## What the task requires:
Find the string "PathBuf" in the material. Copy every line that has it.

## Record set:
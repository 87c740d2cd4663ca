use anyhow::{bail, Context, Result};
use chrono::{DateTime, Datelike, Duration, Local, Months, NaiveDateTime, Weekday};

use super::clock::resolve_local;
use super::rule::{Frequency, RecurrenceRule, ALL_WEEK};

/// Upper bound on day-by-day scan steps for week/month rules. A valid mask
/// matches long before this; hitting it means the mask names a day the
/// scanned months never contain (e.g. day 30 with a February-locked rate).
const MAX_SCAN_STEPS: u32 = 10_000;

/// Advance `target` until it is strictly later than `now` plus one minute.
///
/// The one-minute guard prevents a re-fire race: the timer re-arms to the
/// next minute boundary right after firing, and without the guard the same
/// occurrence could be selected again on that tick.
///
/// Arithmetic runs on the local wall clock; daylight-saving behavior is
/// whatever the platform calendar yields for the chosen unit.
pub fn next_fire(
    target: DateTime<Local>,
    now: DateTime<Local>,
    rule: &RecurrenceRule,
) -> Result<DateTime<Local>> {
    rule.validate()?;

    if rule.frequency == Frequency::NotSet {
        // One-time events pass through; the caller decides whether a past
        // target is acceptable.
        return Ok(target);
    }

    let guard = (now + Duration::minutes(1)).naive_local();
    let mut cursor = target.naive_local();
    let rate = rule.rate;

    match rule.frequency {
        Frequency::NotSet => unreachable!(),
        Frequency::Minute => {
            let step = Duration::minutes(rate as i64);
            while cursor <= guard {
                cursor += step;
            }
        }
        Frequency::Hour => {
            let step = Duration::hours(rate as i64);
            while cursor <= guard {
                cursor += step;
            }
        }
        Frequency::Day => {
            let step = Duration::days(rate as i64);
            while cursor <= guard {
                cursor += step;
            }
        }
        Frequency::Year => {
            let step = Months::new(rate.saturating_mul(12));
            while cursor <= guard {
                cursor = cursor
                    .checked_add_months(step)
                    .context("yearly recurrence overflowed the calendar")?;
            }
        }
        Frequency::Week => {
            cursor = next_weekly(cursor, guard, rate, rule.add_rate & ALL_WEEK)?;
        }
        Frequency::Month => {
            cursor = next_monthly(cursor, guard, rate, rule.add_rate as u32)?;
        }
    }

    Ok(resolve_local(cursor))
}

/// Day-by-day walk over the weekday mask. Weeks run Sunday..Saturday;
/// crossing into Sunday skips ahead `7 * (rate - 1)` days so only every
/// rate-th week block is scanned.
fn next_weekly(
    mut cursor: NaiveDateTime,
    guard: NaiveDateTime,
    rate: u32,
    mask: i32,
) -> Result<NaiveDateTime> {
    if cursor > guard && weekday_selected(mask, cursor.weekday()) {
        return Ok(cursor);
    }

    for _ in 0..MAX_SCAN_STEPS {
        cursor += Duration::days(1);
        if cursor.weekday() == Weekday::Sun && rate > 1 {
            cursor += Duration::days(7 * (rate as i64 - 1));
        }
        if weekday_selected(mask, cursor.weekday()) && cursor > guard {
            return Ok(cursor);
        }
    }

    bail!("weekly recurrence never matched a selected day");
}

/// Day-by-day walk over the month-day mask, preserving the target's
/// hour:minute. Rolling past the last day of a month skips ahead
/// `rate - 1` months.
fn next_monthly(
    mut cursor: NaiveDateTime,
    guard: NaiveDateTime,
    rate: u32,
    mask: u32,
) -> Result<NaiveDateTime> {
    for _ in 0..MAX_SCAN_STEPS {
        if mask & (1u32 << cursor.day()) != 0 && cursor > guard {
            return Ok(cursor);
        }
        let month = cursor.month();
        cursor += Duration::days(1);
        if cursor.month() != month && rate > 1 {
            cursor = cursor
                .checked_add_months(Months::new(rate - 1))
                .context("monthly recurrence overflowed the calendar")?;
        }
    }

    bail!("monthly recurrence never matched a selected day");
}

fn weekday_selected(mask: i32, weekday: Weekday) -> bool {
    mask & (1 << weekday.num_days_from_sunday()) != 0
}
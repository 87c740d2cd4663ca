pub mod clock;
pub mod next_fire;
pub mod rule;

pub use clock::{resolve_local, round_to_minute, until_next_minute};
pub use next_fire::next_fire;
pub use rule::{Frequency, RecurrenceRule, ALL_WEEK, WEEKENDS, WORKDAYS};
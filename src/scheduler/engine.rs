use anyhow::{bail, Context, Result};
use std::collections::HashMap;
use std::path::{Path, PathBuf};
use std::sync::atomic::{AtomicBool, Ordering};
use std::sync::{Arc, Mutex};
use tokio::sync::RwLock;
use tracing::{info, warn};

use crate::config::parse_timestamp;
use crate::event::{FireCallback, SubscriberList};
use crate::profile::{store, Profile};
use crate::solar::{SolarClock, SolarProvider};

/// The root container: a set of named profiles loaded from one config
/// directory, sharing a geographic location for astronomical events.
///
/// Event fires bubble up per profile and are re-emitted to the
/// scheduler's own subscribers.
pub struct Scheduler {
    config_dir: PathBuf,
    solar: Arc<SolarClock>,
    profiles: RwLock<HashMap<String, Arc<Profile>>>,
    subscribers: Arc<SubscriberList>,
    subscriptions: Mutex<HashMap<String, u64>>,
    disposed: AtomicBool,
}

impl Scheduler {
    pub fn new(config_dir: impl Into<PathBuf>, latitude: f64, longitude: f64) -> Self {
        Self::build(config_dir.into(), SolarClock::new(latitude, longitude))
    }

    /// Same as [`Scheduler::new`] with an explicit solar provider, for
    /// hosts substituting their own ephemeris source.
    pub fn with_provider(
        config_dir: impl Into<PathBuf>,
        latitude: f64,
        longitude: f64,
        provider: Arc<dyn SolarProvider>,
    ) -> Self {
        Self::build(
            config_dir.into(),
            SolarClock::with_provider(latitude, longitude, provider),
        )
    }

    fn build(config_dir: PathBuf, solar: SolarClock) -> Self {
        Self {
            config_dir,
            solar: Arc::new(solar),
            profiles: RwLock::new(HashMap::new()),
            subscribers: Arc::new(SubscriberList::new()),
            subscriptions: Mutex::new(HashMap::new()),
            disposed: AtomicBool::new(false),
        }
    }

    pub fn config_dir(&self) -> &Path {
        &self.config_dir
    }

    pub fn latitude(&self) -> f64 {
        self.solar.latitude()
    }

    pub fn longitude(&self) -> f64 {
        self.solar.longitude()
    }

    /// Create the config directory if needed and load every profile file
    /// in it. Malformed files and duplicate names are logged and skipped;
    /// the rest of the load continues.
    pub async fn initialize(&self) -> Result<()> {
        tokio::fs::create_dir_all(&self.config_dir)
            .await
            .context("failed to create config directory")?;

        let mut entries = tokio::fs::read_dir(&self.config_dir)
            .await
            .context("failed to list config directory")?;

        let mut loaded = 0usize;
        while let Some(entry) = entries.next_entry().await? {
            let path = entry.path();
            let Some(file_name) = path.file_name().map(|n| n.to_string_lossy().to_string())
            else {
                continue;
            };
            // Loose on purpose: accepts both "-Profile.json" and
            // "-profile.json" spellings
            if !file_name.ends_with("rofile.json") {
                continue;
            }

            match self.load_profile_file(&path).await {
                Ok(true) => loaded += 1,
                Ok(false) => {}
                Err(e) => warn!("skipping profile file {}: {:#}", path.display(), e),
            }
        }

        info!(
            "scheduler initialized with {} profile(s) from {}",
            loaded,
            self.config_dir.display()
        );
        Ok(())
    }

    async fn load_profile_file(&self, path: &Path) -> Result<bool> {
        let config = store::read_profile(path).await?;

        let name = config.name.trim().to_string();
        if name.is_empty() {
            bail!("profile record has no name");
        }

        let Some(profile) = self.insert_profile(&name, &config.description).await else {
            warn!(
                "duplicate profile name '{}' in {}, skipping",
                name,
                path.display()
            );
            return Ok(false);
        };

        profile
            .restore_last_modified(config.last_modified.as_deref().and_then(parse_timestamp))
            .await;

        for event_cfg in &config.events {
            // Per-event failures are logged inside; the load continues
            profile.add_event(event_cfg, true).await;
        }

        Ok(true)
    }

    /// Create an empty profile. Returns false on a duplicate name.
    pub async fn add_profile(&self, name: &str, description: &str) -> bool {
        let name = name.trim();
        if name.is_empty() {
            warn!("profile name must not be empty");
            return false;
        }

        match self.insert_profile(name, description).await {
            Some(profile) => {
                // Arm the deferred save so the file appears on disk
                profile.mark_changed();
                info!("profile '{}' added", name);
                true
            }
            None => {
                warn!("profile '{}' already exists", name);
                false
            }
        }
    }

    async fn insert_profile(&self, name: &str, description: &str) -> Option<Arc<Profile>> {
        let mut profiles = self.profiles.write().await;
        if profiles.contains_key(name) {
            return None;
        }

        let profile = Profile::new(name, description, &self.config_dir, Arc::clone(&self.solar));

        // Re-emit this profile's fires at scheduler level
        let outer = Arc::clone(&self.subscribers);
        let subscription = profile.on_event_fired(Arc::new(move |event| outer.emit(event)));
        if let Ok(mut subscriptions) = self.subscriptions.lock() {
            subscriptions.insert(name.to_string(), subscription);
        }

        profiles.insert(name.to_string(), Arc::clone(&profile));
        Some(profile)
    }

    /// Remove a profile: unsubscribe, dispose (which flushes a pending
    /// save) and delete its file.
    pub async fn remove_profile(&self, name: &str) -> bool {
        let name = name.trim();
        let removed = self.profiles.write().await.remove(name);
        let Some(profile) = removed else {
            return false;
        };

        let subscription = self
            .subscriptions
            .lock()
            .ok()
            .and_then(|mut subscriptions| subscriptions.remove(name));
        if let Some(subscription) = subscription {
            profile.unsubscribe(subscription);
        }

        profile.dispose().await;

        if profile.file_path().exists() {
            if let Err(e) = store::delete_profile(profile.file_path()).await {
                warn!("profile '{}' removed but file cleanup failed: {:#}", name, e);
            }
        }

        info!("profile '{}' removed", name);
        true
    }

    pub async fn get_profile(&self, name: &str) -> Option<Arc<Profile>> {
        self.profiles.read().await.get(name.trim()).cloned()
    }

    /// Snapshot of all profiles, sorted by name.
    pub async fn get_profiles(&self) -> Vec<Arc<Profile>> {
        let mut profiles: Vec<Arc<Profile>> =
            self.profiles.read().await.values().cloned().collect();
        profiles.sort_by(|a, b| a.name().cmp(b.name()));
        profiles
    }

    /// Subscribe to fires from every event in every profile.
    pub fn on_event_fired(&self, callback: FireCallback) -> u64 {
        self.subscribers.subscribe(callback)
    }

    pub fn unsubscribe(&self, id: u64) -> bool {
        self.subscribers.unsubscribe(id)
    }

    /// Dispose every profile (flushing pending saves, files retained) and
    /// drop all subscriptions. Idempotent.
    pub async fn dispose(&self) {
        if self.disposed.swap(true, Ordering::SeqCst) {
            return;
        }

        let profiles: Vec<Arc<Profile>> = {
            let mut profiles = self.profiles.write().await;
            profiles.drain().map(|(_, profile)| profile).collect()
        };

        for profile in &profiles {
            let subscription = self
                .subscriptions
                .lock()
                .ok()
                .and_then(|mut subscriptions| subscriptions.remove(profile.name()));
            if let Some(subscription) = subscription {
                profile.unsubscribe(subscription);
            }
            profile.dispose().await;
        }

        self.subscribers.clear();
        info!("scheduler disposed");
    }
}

## Response box:
use std::path::{Path, PathBuf};
    config_dir: PathBuf,
    pub fn new(config_dir: impl Into<PathBuf>, latitude: f64, longitude: f64) -> Self {
        config_dir: impl Into<PathBuf>,
    fn build(config_dir: PathBuf, solar: SolarClock) -> Self {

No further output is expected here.